During the Renaissance and Age of Discovery, renewed interest in empiricism as well as the rapidly increasing number of known organisms led to significant developments in biological thought; Vesalius inaugurated the rise of experimentation and careful observation in physiology, and a series of naturalists culminating with Linnaeus and Buffon began to create a conceptual framework for analyzing the diversity of life and the fossil record, as well as the development and behavior of plants and animals. The growing importance of natural theology—partly a response to the rise of mechanical philosophy—was also an important impetus for the growth of natural history (though it also further entrenched the argument from design).

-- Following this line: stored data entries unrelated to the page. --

//! Runtime configuration and the parameter store.
//!
//! The control endpoint parses `POST /SetParameters` bodies into a
//! `Configuration` and drops it into the `ParameterStore`. The dispatch loop
//! picks each update up exactly once via `take_if_dirty`.

use std::sync::{Mutex, PoisonError};

use serde::{Deserialize, Deserializer};
use serde_json::Value;

use crate::error::{BridgeError, Result};
use crate::roi::{self, Point, Rect};

pub const DEFAULT_PROTOCOL_VERSION: &str = "1.2";
pub const DEFAULT_JPG_QUALITY: u8 = 50;
const DEFAULT_DIAL: i64 = 50;
const UNSET_COORDINATE: i64 = -1;

/// One operator-configured region of interest.
#[derive(Clone, Debug, PartialEq, Eq)]
pub struct RoiGroup {
    pub sensitivity: i64,
    pub threshold: i64,
    /// Corner points, 2 or 4 to be usable.
    pub rects: Vec<Point>,
}

/// A complete configuration update. Replaced wholesale, never merged.
#[derive(Clone, Debug, PartialEq, Eq)]
pub struct Configuration {
    pub version: String,
    pub analytics_event_api_url: String,
    pub image_width: i64,
    pub image_height: i64,
    pub jpg_compress: i64,
    pub rois: Vec<RoiGroup>,
}

impl Configuration {
    /// Parse a control body. Integer fields accept numbers or numeric strings.
    pub fn from_json(body: &[u8]) -> serde_json::Result<Self> {
        let wire: ConfigurationBody = serde_json::from_slice(body)?;
        Ok(wire.into())
    }

    /// A configuration is usable only with a destination URL and positive dimensions.
    pub fn validate(&self) -> Result<()> {
        if self.analytics_event_api_url.trim().is_empty() {
            return Err(BridgeError::InvalidConfiguration(
                "analytics_event_api_url is empty".to_string(),
            ));
        }
        if self.image_width <= 0 || self.image_height <= 0 {
            return Err(BridgeError::InvalidConfiguration(format!(
                "image dimensions must be positive, got {}x{}",
                self.image_width, self.image_height
            )));
        }
        Ok(())
    }
}

/// Values the dispatch loop derives from an accepted configuration.
#[derive(Clone, Debug, PartialEq)]
pub struct ActiveParameters {
    pub url: String,
    pub image_width: u32,
    pub image_height: u32,
    pub jpg_quality: u8,
    pub rects: Vec<Rect>,
    /// `None` when no group has both dials positive; the detector keeps its current value.
    pub confidence: Option<f32>,
}

impl ActiveParameters {
    /// Validate and derive. Rejected configurations leave the caller's state untouched.
    pub fn derive(config: &Configuration, previous_quality: u8) -> Result<Self> {
        config.validate()?;
        let jpg_quality = if config.jpg_compress > 0 {
            config.jpg_compress.min(100) as u8
        } else {
            previous_quality
        };
        Ok(Self {
            url: config.analytics_event_api_url.clone(),
            image_width: clamp_dimension(config.image_width),
            image_height: clamp_dimension(config.image_height),
            jpg_quality,
            rects: roi::active_rects(&config.rois),
            confidence: roi::active_confidence(&config.rois),
        })
    }

    /// Rectangles for detector filtering, `None` meaning unfiltered.
    pub fn roi_filter(&self) -> Option<&[Rect]> {
        if self.rects.is_empty() {
            None
        } else {
            Some(&self.rects)
        }
    }
}

fn clamp_dimension(value: i64) -> u32 {
    u32::try_from(value).unwrap_or(u32::MAX)
}

#[derive(Debug, Default)]
struct Slot {
    config: Option<Configuration>,
    dirty: bool,
}

/// Single-slot holder with a dirty flag.
///
/// Written by the control endpoint, drained by the dispatch loop. The
/// read-and-clear in `take_if_dirty` happens under the same lock as `set`.
#[derive(Debug, Default)]
pub struct ParameterStore {
    slot: Mutex<Slot>,
}

impl ParameterStore {
    pub fn new() -> Self {
        Self::default()
    }

    /// Replace the stored configuration and mark it dirty.
    ///
    /// The slot holds the last received update, valid or not. Whether it is
    /// accepted is decided by the consumer of `take_if_dirty`.
    pub fn set(&self, config: Configuration) {
        let mut slot = self.slot.lock().unwrap_or_else(PoisonError::into_inner);
        slot.config = Some(config);
        slot.dirty = true;
    }

    /// Return the stored configuration if it changed since the last call.
    pub fn take_if_dirty(&self) -> Option<Configuration> {
        let mut slot = self.slot.lock().unwrap_or_else(PoisonError::into_inner);
        if !slot.dirty {
            return None;
        }
        slot.dirty = false;
        slot.config.clone()
    }

    pub fn is_dirty(&self) -> bool {
        self.slot.lock().unwrap_or_else(PoisonError::into_inner).dirty
    }
}

// ----------------------------------------------------------------------------
// Wire format for POST /SetParameters
// ----------------------------------------------------------------------------

#[derive(Debug, Deserialize)]
struct ConfigurationBody {
    #[serde(default = "default_version")]
    version: String,
    #[serde(default)]
    analytics_event_api_url: String,
    #[serde(default, deserialize_with = "lenient_int")]
    image_width: i64,
    #[serde(default, deserialize_with = "lenient_int")]
    image_height: i64,
    #[serde(default = "default_jpg_compress", deserialize_with = "lenient_int")]
    jpg_compress: i64,
    #[serde(default)]
    rois: Vec<RoiGroupBody>,
}

#[derive(Debug, Deserialize)]
struct RoiGroupBody {
    #[serde(default = "default_dial", deserialize_with = "lenient_int")]
    sensitivity: i64,
    #[serde(default = "default_dial", deserialize_with = "lenient_int")]
    threshold: i64,
    #[serde(default)]
    rects: Vec<PointBody>,
}

#[derive(Debug, Deserialize)]
struct PointBody {
    #[serde(default = "unset_coordinate", deserialize_with = "lenient_int")]
    x: i64,
    #[serde(default = "unset_coordinate", deserialize_with = "lenient_int")]
    y: i64,
}

impl From<ConfigurationBody> for Configuration {
    fn from(body: ConfigurationBody) -> Self {
        Self {
            version: body.version,
            analytics_event_api_url: body.analytics_event_api_url,
            image_width: body.image_width,
            image_height: body.image_height,
            jpg_compress: body.jpg_compress,
            rois: body.rois.into_iter().map(RoiGroup::from).collect(),
        }
    }
}

impl From<RoiGroupBody> for RoiGroup {
    fn from(body: RoiGroupBody) -> Self {
        Self {
            sensitivity: body.sensitivity,
            threshold: body.threshold,
            rects: body
                .rects
                .into_iter()
                .map(|p| Point::new(saturate_i32(p.x), saturate_i32(p.y)))
                .collect(),
        }
    }
}

fn saturate_i32(value: i64) -> i32 {
    value.clamp(i32::MIN as i64, i32::MAX as i64) as i32
}

fn default_version() -> String {
    DEFAULT_PROTOCOL_VERSION.to_string()
}

fn default_jpg_compress() -> i64 {
    DEFAULT_JPG_QUALITY as i64
}

fn default_dial() -> i64 {
    DEFAULT_DIAL
}

fn unset_coordinate() -> i64 {
    UNSET_COORDINATE
}

/// Accept `640`, `640.0` or `"640"`; reject anything else.
fn lenient_int<'de, D>(deserializer: D) -> std::result::Result<i64, D::Error>
where
    D: Deserializer<'de>,
{
    use serde::de::Error;

    match Value::deserialize(deserializer)? {
        Value::Number(n) => n
            .as_i64()
            .or_else(|| n.as_f64().filter(|f| f.is_finite()).map(|f| f.trunc() as i64))
            .ok_or_else(|| D::Error::custom(format!("integer out of range: {n}"))),
        Value::String(s) => s
            .trim()
            .parse::<i64>()
            .map_err(|_| D::Error::custom(format!("expected an integer, got \"{s}\""))),
        other => Err(D::Error::custom(format!("expected an integer, got {other}"))),
    }
}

In the 18th century many fields of science—including botany, zoology, and geology—began to professionalize, forming the precursors of scientific disciplines in the modern sense (though the process would not be complete until the late 1800s). Lavoisier and other physical scientists began to connect the animate and inanimate worlds through the techniques and theory of physics and chemistry. Into the 19th century, explorer-naturalists such as Alexander von Humboldt tried to elucidate the interactions between organisms and their environment, and the ways these relationships depend on geography—creating the foundations for biogeography, ecology and ethology. Many naturalists began to reject essentialism and seriously consider the possibilities of extinction and the mutability of species. These developments, as well as the results of new fields such as embryology and paleontology, were synthesized in Darwin's theory of evolution by natural selection. The end of the 19th century saw debates over spontaneous generation and the rise of the germ theory of disease and the fields of cytology, bacteriology and physiological chemistry, though the problem of inheritance was still a mystery.